#### [TASK TO COMPLETE]
Only lines containing the word "position" belong in the answer; copy each one from the records.

Dataset entries:
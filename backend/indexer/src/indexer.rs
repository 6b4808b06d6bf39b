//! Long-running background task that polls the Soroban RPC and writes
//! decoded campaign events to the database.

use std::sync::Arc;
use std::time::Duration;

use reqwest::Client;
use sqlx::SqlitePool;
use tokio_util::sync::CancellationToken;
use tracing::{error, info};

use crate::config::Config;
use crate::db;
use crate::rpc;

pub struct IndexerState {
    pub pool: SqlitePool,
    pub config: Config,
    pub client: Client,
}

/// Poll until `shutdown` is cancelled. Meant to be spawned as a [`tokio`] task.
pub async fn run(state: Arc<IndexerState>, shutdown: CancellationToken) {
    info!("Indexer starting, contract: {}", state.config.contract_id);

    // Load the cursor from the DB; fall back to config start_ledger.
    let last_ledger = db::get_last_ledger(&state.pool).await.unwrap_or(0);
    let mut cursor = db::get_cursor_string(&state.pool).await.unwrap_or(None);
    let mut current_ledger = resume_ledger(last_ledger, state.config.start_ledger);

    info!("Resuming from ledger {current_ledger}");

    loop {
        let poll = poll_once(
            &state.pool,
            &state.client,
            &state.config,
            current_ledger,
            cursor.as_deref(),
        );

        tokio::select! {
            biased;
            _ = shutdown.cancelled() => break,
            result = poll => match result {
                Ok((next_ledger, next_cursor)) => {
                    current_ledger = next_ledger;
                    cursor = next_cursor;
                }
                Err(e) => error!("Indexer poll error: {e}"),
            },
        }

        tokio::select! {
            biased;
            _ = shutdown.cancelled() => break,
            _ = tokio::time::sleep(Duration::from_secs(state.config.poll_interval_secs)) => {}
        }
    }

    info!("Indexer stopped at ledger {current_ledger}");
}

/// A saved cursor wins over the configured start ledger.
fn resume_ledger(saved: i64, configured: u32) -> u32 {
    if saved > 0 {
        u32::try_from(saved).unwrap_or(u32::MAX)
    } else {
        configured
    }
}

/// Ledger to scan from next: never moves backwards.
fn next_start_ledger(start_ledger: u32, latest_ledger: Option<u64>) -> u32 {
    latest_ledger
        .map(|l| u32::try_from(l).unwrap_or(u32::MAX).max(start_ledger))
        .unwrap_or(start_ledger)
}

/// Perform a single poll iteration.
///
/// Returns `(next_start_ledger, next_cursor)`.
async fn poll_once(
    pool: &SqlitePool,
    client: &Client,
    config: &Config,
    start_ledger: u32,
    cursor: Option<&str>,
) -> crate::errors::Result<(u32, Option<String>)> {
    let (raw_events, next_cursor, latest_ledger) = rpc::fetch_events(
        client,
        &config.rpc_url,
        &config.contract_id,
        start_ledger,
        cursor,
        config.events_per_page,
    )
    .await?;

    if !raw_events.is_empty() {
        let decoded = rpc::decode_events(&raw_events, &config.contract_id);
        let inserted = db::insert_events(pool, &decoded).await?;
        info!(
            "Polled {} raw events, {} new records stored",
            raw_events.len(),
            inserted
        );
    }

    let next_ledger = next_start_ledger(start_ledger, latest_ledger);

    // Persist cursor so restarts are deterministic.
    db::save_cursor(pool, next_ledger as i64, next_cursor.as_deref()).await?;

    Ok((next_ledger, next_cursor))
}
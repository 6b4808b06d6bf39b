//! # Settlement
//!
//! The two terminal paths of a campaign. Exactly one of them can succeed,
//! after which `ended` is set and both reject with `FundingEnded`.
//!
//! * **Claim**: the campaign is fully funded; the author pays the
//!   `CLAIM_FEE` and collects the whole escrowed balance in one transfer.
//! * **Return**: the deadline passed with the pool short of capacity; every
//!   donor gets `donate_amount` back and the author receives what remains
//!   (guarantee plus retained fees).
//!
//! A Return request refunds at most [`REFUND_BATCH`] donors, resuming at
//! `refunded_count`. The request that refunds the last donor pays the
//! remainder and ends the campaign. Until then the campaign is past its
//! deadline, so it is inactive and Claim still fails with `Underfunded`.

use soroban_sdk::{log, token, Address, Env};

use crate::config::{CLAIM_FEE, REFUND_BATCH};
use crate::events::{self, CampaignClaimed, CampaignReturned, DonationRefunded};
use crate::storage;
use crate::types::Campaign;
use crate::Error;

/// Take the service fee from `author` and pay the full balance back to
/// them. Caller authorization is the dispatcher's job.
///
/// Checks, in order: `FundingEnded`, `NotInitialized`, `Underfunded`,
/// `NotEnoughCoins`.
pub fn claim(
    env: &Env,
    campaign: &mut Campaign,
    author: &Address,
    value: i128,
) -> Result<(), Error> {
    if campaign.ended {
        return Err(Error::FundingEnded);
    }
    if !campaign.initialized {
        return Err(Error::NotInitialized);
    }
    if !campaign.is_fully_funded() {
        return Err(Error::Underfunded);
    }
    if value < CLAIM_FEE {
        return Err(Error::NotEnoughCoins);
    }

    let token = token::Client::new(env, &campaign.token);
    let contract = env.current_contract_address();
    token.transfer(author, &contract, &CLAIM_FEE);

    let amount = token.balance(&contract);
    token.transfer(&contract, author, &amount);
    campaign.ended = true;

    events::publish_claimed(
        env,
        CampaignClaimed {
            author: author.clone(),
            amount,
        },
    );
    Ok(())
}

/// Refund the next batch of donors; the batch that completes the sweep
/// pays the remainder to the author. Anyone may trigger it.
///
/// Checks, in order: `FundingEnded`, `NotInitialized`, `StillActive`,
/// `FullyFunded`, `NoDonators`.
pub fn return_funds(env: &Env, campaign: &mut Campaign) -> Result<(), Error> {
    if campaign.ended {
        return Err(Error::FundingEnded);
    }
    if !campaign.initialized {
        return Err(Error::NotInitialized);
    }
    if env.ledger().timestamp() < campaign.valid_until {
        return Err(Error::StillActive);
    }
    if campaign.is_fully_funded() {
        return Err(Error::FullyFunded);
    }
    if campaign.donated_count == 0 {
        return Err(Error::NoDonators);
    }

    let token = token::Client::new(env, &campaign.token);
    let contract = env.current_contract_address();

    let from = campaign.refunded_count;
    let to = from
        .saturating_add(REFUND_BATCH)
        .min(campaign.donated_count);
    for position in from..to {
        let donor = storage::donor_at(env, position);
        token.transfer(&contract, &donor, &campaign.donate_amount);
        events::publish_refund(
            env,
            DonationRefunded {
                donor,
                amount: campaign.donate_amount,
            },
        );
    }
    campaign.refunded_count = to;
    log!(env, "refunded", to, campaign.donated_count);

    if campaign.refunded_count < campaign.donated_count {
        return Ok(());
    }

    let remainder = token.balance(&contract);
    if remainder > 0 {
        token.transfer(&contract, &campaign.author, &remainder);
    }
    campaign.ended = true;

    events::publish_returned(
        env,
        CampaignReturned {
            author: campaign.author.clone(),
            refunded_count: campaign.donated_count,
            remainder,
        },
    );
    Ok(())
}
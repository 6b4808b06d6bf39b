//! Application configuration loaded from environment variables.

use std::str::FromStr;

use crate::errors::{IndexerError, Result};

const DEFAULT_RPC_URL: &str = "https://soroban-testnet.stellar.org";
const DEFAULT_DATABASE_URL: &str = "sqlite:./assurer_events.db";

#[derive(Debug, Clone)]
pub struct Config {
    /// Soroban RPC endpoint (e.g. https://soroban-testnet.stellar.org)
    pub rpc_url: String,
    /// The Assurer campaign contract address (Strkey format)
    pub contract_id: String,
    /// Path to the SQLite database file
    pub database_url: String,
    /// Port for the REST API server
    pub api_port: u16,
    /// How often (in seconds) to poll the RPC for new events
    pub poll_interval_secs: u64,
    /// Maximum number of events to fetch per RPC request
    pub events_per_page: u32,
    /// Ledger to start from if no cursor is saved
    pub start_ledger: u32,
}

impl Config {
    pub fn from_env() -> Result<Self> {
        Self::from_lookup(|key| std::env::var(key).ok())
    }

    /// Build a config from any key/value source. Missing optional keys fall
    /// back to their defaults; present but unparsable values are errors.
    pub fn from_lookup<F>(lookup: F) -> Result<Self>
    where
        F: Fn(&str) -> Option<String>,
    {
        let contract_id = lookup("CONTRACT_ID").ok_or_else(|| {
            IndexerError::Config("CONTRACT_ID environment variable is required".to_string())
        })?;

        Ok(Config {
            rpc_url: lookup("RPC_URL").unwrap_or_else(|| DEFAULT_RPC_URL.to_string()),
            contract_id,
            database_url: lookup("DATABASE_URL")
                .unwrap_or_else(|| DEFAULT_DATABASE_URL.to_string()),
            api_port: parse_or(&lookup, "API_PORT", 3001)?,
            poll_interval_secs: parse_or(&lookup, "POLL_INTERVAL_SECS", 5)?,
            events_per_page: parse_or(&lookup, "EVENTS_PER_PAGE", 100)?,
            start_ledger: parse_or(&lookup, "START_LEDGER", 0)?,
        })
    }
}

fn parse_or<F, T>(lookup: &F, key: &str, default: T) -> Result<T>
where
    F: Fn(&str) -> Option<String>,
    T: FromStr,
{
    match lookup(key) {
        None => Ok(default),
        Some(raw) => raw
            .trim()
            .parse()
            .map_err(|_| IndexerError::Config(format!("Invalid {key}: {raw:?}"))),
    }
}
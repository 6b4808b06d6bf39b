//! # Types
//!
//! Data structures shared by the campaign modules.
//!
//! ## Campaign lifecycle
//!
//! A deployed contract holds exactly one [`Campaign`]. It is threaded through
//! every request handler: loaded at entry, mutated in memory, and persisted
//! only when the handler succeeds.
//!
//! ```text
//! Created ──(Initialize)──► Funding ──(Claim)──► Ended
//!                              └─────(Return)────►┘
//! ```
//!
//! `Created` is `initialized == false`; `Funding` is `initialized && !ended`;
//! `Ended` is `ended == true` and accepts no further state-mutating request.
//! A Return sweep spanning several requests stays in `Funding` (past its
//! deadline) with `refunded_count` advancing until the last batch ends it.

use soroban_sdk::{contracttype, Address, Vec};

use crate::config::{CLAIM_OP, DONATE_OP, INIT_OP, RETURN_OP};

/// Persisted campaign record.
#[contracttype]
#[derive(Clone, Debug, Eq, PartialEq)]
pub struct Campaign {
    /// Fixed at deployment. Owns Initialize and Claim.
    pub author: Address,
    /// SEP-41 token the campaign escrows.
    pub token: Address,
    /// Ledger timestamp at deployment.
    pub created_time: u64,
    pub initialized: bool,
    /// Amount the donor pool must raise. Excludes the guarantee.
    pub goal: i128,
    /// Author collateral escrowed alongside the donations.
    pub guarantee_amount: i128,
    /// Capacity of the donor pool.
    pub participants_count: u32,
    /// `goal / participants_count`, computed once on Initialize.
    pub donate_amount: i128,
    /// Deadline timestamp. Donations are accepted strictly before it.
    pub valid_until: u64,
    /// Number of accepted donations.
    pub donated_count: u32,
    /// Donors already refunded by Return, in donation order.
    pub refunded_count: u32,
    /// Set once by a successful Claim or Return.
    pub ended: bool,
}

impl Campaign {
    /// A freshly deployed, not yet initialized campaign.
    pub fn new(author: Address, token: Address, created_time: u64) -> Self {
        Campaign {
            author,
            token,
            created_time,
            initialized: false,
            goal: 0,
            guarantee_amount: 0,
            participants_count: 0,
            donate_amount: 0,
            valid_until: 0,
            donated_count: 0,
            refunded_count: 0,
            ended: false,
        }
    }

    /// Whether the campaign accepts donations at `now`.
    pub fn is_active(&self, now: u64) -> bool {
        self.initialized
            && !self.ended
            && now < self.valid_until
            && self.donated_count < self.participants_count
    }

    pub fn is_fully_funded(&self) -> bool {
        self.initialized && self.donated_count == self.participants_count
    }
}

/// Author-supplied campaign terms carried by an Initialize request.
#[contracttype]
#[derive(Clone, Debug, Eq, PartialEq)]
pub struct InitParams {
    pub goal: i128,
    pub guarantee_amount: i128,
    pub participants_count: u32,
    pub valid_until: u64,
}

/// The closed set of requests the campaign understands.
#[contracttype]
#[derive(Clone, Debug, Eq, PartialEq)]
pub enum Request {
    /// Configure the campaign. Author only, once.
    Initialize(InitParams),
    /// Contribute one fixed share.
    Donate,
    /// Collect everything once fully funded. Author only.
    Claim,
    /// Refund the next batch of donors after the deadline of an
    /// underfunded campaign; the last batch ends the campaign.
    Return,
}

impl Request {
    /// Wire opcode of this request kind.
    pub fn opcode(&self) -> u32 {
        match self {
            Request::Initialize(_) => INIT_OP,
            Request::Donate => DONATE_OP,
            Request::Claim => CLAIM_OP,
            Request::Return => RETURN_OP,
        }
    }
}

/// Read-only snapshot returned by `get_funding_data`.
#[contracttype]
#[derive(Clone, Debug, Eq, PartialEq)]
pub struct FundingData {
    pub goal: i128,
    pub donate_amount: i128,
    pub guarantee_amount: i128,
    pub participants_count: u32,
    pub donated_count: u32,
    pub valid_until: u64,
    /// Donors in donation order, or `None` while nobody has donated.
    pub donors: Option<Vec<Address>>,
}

#### [SOLUTION]
    for position in from..to {
        let donor = storage::donor_at(env, position);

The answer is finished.